Y’know, listening to a radio show can be a bit like sitting at a bar full of men that wanna catch your eye. Or, at least, I suspect it feels that way, cos I’ve never had anyone try and hit on me at a bar. But ANYWAY, these songs come at you on the airwaves, each one vying for your ear. And when you first listen to those stations, you gush before all the attention, and chase up the strangers with the exotic names or the charming gaits or the mysterious airs. But then you keep coming back, and the gestures wear on ya, and before long you’re just there for yr evening tea and paper, not to be wooed but just to stay in the loop.

This one came on strong, though.

Chugging basslines always reel me in, but this one. Relentless, and no doubt kinda dancehall-y, but no rubber dub or off-the-wall riddim. Sharp, precise, and clean, like a surgeon’s scalpel.

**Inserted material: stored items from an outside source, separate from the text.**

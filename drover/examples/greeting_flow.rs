//! Greeting flow demonstration
//!
//! A four-step flow run by two workers sharing one in-memory store:
//!
//! ```text
//!            +-> greeting --+
//! lookup ----|              +--> render
//!            +-> farewell --+
//! ```
//!
//! `render` takes a typed input (`#[derive(StepInput)]`); the others use the
//! dynamic `StepPayload`. The SQL a Postgres deployment would install for
//! the flow is printed first.
//!
//! Run with `cargo run --example greeting_flow`, adding `RUST_LOG=debug` for
//! the worker's own logs.

use drover::compile_flow;
use drover::prelude::*;
use drover::storage::RunStatus;
use serde_json::json;
use std::time::Duration;
use tracing::info;
use tracing_subscriber::EnvFilter;

#[derive(Deserialize, StepInput)]
struct RenderInput {
    run: serde_json::Value,
    greeting: String,
    farewell: String,
}

fn build_flow() -> Result<Flow, FlowError> {
    Flow::with_options("greeting", RuntimeOptions::default().max_attempts(2))?
        .step("lookup", |input: StepPayload, _ctx: StepContext| async move {
            let user_id = input.run_value()["user_id"].as_u64().unwrap_or_default();
            match user_id {
                1 => Ok("Ada".to_string()),
                2 => Ok("Grace".to_string()),
                _ => Err::<String, BoxError>(format!("unknown user {user_id}").into()),
            }
        })?
        .step(
            StepOptions::new("greeting").depends_on(["lookup"]),
            |input: StepPayload, _ctx: StepContext| async move {
                let name: String = input.dep("lookup")?;
                Ok::<_, BoxError>(format!("Hello, {name}!"))
            },
        )?
        .step(
            StepOptions::new("farewell").depends_on(["lookup"]),
            |input: StepPayload, _ctx: StepContext| async move {
                let name: String = input.dep("lookup")?;
                Ok::<_, BoxError>(format!("Goodbye, {name}."))
            },
        )?
        .step(
            StepOptions::new("render")
                .depends_on(["greeting", "farewell"])
                .timeout(10),
            |input: RenderInput, ctx: StepContext| async move {
                info!(run_id = %ctx.run_id, attempt = ctx.attempt, "rendering");
                Ok::<_, BoxError>(json!({
                    "text": format!("{} ... {}", input.greeting, input.farewell),
                    "user": input.run["user_id"],
                }))
            },
        )
}

#[tokio::main]
async fn main() -> Result<(), Box<dyn std::error::Error>> {
    tracing_subscriber::fmt()
        .with_env_filter(
            EnvFilter::try_from_default_env().unwrap_or_else(|_| EnvFilter::new("info")),
        )
        .with_target(false)
        .init();

    let flow = build_flow()?;
    for statement in compile_flow(&flow) {
        println!("{statement}");
    }

    let store = Arc::new(InMemoryStore::new());
    store.register_flow(&flow);

    let config = FlowWorkerConfig::default().with_worker(
        WorkerConfig::default()
            .with_max_concurrent(4)
            .with_max_poll_seconds(1),
    );
    let workers = [
        create_flow_worker(flow.clone(), config.clone(), store.clone())?,
        create_flow_worker(flow, config, store.clone())?,
    ];
    for worker in &workers {
        worker.start().await?;
    }

    let runs = [
        store.start_flow("greeting", json!({"user_id": 1}))?,
        store.start_flow("greeting", json!({"user_id": 2}))?,
        store.start_flow("greeting", json!({"user_id": 99}))?,
    ];
    for run_id in runs {
        match store.wait_for_run(run_id, Duration::from_secs(30)).await {
            Some(run) if run.status == RunStatus::Completed => {
                info!(%run_id, output = %run.output.unwrap_or_default(), "run completed");
            }
            Some(run) => {
                let reason = run
                    .steps
                    .values()
                    .find_map(|step| step.error_message.clone());
                info!(%run_id, status = %run.status, reason = ?reason, "run did not complete");
            }
            None => info!(%run_id, "run still in progress"),
        }
    }

    for worker in &workers {
        worker.stop().await?;
    }
    Ok(())
}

I didn’t know from the get-go that Mr. Steve Spacek was a well-revered, future-minded R&B man – I did hear, though, that the whole shebang was written with iPod/iPad apps. Gimmicky, you say. But mmmm, listen to the dreamy steamy falsettos on the rock-a-bye rocketship of “Compact n Sleep” and the stuttery drifty dubstep of “If You Are My Chalice” and you tell me if a gimmick can melt me two ways like this.

What grips me, beyond Spacek’s vocal allure, is his curiosity. Blips and warbles and tricking cascades blink across the whole of the album, filling in nooks and bounding out of crannies, following the familiar forms yet diffracting into odd angles. “There Is A Love” skips on a woozy claptrap beat, but drips with this needle rain of an ostinato that dazzles me blind. “Gotta Get Some Music” bumbles with this Earthbound-ish bassline, almost coming on like a drunken thug (or, to recall the game in question, a toothbrush-branding new age hippie), but features this adorable sample with a kid. “Gotta get some moosic on!”

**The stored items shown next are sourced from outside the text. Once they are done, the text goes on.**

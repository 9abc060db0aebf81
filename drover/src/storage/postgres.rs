use super::{
    error::Result, error::StorageError, HeartbeatStatus, MessageRecord, PollParams,
    StepTaskRecord, Store, WorkerRow,
};
use crate::graph::{compile_flow, Flow};
use async_trait::async_trait;
use serde_json::Value;
use sqlx::postgres::{PgConnectOptions, PgPoolOptions, PgRow};
use sqlx::{PgPool, Row};
use std::str::FromStr;
use std::time::Duration;
use tracing::{debug, info};
use uuid::Uuid;

/// Default pool size for Postgres connection pool.
const DEFAULT_POOL_SIZE: u32 = 10;

/// Default connection timeout in seconds.
const DEFAULT_CONNECTION_TIMEOUT_SECS: u64 = 30;

/// Configuration for the Postgres connection pool.
#[derive(Debug, Clone)]
pub struct PoolConfig {
    /// Maximum number of connections in the pool.
    pub max_size: u32,
    /// Minimum number of idle connections to maintain.
    pub min_idle: Option<u32>,
    /// Maximum time to wait for a connection from the pool.
    pub connection_timeout: Duration,
    /// Idle timeout for connections.
    pub idle_timeout: Option<Duration>,
}

impl Default for PoolConfig {
    fn default() -> Self {
        Self {
            max_size: DEFAULT_POOL_SIZE,
            min_idle: None,
            connection_timeout: Duration::from_secs(DEFAULT_CONNECTION_TIMEOUT_SECS),
            idle_timeout: Some(Duration::from_secs(600)),
        }
    }
}

/// Postgres store backed by the pgmq extension and the pgflow schema.
///
/// Queues are pgmq queues read through `edge_worker.read_with_poll`, flow
/// tasks go through `pgflow.poll_for_tasks`, `pgflow.complete_task` and
/// `pgflow.fail_task`, and workers are tracked in `edge_worker.workers`. The
/// schema is owned by those extensions' migrations; this store never creates
/// tables.
///
/// # Example
///
/// ```ignore
/// use drover::storage::PostgresStore;
///
/// let store = PostgresStore::new("postgres://localhost/app").await?;
/// ```
pub struct PostgresStore {
    pool: PgPool,
}

impl PostgresStore {
    /// Connects with the default pool configuration.
    pub async fn new(database_url: impl AsRef<str>) -> Result<Self> {
        Self::with_config(database_url, PoolConfig::default()).await
    }

    pub async fn with_config(database_url: impl AsRef<str>, config: PoolConfig) -> Result<Self> {
        let connect_options = PgConnectOptions::from_str(database_url.as_ref())
            .map_err(|e| StorageError::Unavailable(e.to_string()))?;

        let mut builder = PgPoolOptions::new()
            .max_connections(config.max_size)
            .acquire_timeout(config.connection_timeout);
        if let Some(min_idle) = config.min_idle {
            builder = builder.min_connections(min_idle);
        }
        if let Some(idle_timeout) = config.idle_timeout {
            builder = builder.idle_timeout(idle_timeout);
        }

        let pool = builder
            .connect_with(connect_options)
            .await
            .map_err(|e| StorageError::Unavailable(e.to_string()))?;
        info!(max_connections = config.max_size, "connected to postgres");
        Ok(Self { pool })
    }

    /// Wraps an existing pool.
    pub fn from_pool(pool: PgPool) -> Self {
        Self { pool }
    }

    pub fn pool(&self) -> &PgPool {
        &self.pool
    }

    /// Creates the pgmq queue unless it already exists.
    pub async fn create_queue(&self, queue_name: &str) -> Result<()> {
        sqlx::query(
            "SELECT pgmq.create($1)
             WHERE NOT EXISTS (SELECT 1 FROM pgmq.list_queues() WHERE queue_name = $1)",
        )
        .bind(queue_name)
        .execute(&self.pool)
        .await?;
        Ok(())
    }

    /// Sends a message to a pgmq queue. Returns its id.
    pub async fn send(&self, queue_name: &str, message: &Value) -> Result<i64> {
        let row = sqlx::query("SELECT pgmq.send(queue_name => $1, msg => $2::jsonb) AS msg_id")
            .bind(queue_name)
            .bind(message)
            .fetch_one(&self.pool)
            .await?;
        Ok(row.try_get("msg_id")?)
    }

    /// Registers `flow` and its steps by running its compiled statements in
    /// one transaction.
    pub async fn install_flow(&self, flow: &Flow) -> Result<()> {
        let mut tx = self.pool.begin().await?;
        for statement in compile_flow(flow) {
            sqlx::query(&statement).execute(&mut *tx).await?;
        }
        tx.commit().await?;
        debug!(flow = %flow.slug(), steps = flow.len(), "installed flow");
        Ok(())
    }

    /// Starts a run of an installed flow. Returns the run id.
    pub async fn start_flow(&self, flow_slug: &str, input: &Value) -> Result<Uuid> {
        let row = sqlx::query("SELECT run_id FROM pgflow.start_flow(flow_slug => $1, input => $2::jsonb)")
            .bind(flow_slug)
            .bind(input)
            .fetch_one(&self.pool)
            .await?;
        Ok(row.try_get("run_id")?)
    }
}

// pgmq names its tables after the queue, so the name ends up in SQL text
// as a quoted identifier.
fn queue_table(queue_name: &str) -> String {
    format!("pgmq.\"q_{}\"", queue_name.replace('"', "\"\""))
}

fn seconds(duration: Duration) -> i32 {
    i32::try_from(duration.as_secs()).unwrap_or(i32::MAX)
}

fn millis(duration: Duration) -> i32 {
    i32::try_from(duration.as_millis()).unwrap_or(i32::MAX)
}

fn worker_from_row(row: &PgRow) -> Result<WorkerRow> {
    Ok(WorkerRow {
        worker_id: row.try_get("worker_id")?,
        queue_name: row.try_get("queue_name")?,
        function_name: row.try_get("function_name")?,
        started_at: row.try_get("started_at")?,
        last_heartbeat_at: row.try_get("last_heartbeat_at")?,
        deprecated_at: row.try_get("deprecated_at")?,
        stopped_at: row.try_get("stopped_at")?,
    })
}

#[async_trait]
impl Store for PostgresStore {
    async fn register_worker(
        &self,
        queue_name: &str,
        worker_id: Uuid,
        function_name: &str,
    ) -> Result<WorkerRow> {
        let row = sqlx::query(
            "INSERT INTO edge_worker.workers (queue_name, worker_id, function_name)
             VALUES ($1, $2, $3)
             RETURNING worker_id, queue_name, function_name, started_at,
                       last_heartbeat_at, deprecated_at, stopped_at",
        )
        .bind(queue_name)
        .bind(worker_id)
        .bind(function_name)
        .fetch_one(&self.pool)
        .await?;
        worker_from_row(&row)
    }

    async fn send_heartbeat(&self, worker: &WorkerRow) -> Result<HeartbeatStatus> {
        let row = sqlx::query(
            "UPDATE edge_worker.workers
             SET last_heartbeat_at = now()
             WHERE worker_id = $1
             RETURNING (deprecated_at IS NOT NULL) AS is_deprecated",
        )
        .bind(worker.worker_id)
        .fetch_optional(&self.pool)
        .await?
        .ok_or_else(|| StorageError::not_found("worker", worker.worker_id))?;
        Ok(HeartbeatStatus {
            is_deprecated: row.try_get("is_deprecated")?,
        })
    }

    async fn mark_worker_stopped(&self, worker_id: Uuid) -> Result<()> {
        sqlx::query("UPDATE edge_worker.workers SET stopped_at = now() WHERE worker_id = $1")
            .bind(worker_id)
            .execute(&self.pool)
            .await?;
        Ok(())
    }

    async fn close(&self) -> Result<()> {
        self.pool.close().await;
        Ok(())
    }

    async fn read_with_poll(&self, queue_name: &str, params: PollParams) -> Result<Vec<MessageRecord>> {
        let rows = sqlx::query(
            "SELECT msg_id, read_ct, enqueued_at, vt, message
             FROM edge_worker.read_with_poll(
                 queue_name => $1,
                 vt => $2,
                 qty => $3,
                 max_poll_seconds => $4,
                 poll_interval_ms => $5
             )",
        )
        .bind(queue_name)
        .bind(seconds(params.visibility_timeout))
        .bind(i32::try_from(params.batch_size).unwrap_or(i32::MAX))
        .bind(seconds(params.max_poll))
        .bind(millis(params.poll_interval))
        .fetch_all(&self.pool)
        .await?;

        rows.iter()
            .map(|row| -> Result<MessageRecord> {
                Ok(MessageRecord {
                    msg_id: row.try_get("msg_id")?,
                    read_ct: row.try_get("read_ct")?,
                    enqueued_at: row.try_get("enqueued_at")?,
                    vt: row.try_get("vt")?,
                    message: row.try_get("message")?,
                })
            })
            .collect()
    }

    /// `pgmq.set_vt` inlined with `clock_timestamp()` in place of `now()`,
    /// which would pin the new visibility to the start of the transaction.
    async fn set_visibility(&self, queue_name: &str, msg_id: i64, delay: Duration) -> Result<()> {
        let table = queue_table(queue_name);
        let updated = sqlx::query(&format!(
            "UPDATE {table}
             SET vt = (clock_timestamp() + make_interval(secs => $1))
             WHERE msg_id = $2::bigint"
        ))
        .bind(delay.as_secs_f64())
        .bind(msg_id)
        .execute(&self.pool)
        .await?;
        if updated.rows_affected() == 0 {
            return Err(StorageError::not_found("message", msg_id));
        }
        Ok(())
    }

    async fn archive(&self, queue_name: &str, msg_id: i64) -> Result<()> {
        sqlx::query("SELECT pgmq.archive(queue_name => $1, msg_id => $2::bigint)")
            .bind(queue_name)
            .bind(msg_id)
            .execute(&self.pool)
            .await?;
        Ok(())
    }

    async fn archive_batch(&self, queue_name: &str, msg_ids: &[i64]) -> Result<()> {
        sqlx::query("SELECT pgmq.archive(queue_name => $1, msg_ids => $2::bigint[])")
            .bind(queue_name)
            .bind(msg_ids)
            .execute(&self.pool)
            .await?;
        Ok(())
    }

    async fn poll_for_tasks(
        &self,
        queue_name: &str,
        params: PollParams,
    ) -> Result<Vec<StepTaskRecord>> {
        let rows = sqlx::query(
            "SELECT t.flow_slug, t.run_id, t.step_slug, t.input, t.msg_id,
                    COALESCE(st.attempts_count, 1) AS attempts_count
             FROM pgflow.poll_for_tasks(
                 queue_name => $1,
                 vt => $2,
                 qty => $3,
                 max_poll_seconds => $4,
                 poll_interval_ms => $5
             ) AS t
             LEFT JOIN pgflow.step_tasks st
               ON st.run_id = t.run_id AND st.step_slug = t.step_slug AND st.task_index = 0",
        )
        .bind(queue_name)
        .bind(seconds(params.visibility_timeout))
        .bind(i32::try_from(params.batch_size).unwrap_or(i32::MAX))
        .bind(seconds(params.max_poll))
        .bind(millis(params.poll_interval))
        .fetch_all(&self.pool)
        .await?;

        rows.iter()
            .map(|row| -> Result<StepTaskRecord> {
                Ok(StepTaskRecord {
                    flow_slug: row.try_get("flow_slug")?,
                    run_id: row.try_get("run_id")?,
                    step_slug: row.try_get("step_slug")?,
                    input: row.try_get("input")?,
                    msg_id: row.try_get("msg_id")?,
                    attempts_count: row.try_get("attempts_count")?,
                })
            })
            .collect()
    }

    async fn complete_task(&self, run_id: Uuid, step_slug: &str, output: &Value) -> Result<()> {
        sqlx::query(
            "SELECT pgflow.complete_task(
                 run_id => $1::uuid,
                 step_slug => $2::text,
                 task_index => 0,
                 output => $3::jsonb
             )",
        )
        .bind(run_id)
        .bind(step_slug)
        .bind(output)
        .execute(&self.pool)
        .await?;
        Ok(())
    }

    async fn fail_task(&self, run_id: Uuid, step_slug: &str, error_message: &str) -> Result<()> {
        sqlx::query(
            "SELECT pgflow.fail_task(
                 run_id => $1::uuid,
                 step_slug => $2::text,
                 task_index => 0,
                 error_message => $3::text
             )",
        )
        .bind(run_id)
        .bind(step_slug)
        .bind(error_message)
        .execute(&self.pool)
        .await?;
        Ok(())
    }
}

Mind, the scalpel-sharp rolling bass thing turns up at least thrice in Modern Streets, so there is some redundancy there. And, to be sure, Spacek doesn’t quite imbue his lyrics with as much sophistication – but then, given all the twitchy detail shot through even a straightforward dub tune like “Stand Firm”, wordiness isn’t necessary. Besides, with the soft disco funk and honey-gold balladry of “You’re the Only One”, good lord how much do I feel him when he croons “You’re the only one that even asks / hey, if I’m hungry”.

And then the LP closes out with this, pensive plinking and cool lounge groove. If this were a bloke’s farewell, I’d scrawl my email on the first strip of paper I could find and shove it in his palm.

The attraction no doubt stems from how little I know, how utterly unable I am to prove my legitimacy in this realm. But then, Modern Streets fascinates me in the same way that musique concrete does, with synthetic sounds that ricochet away from real ones. Nowhere near as disorienting, of course, and that’s just why the songs stick. Savor this one, my fellow epicureans, however you savor brie, merlot, red velvet, a cigarette, skin on skin.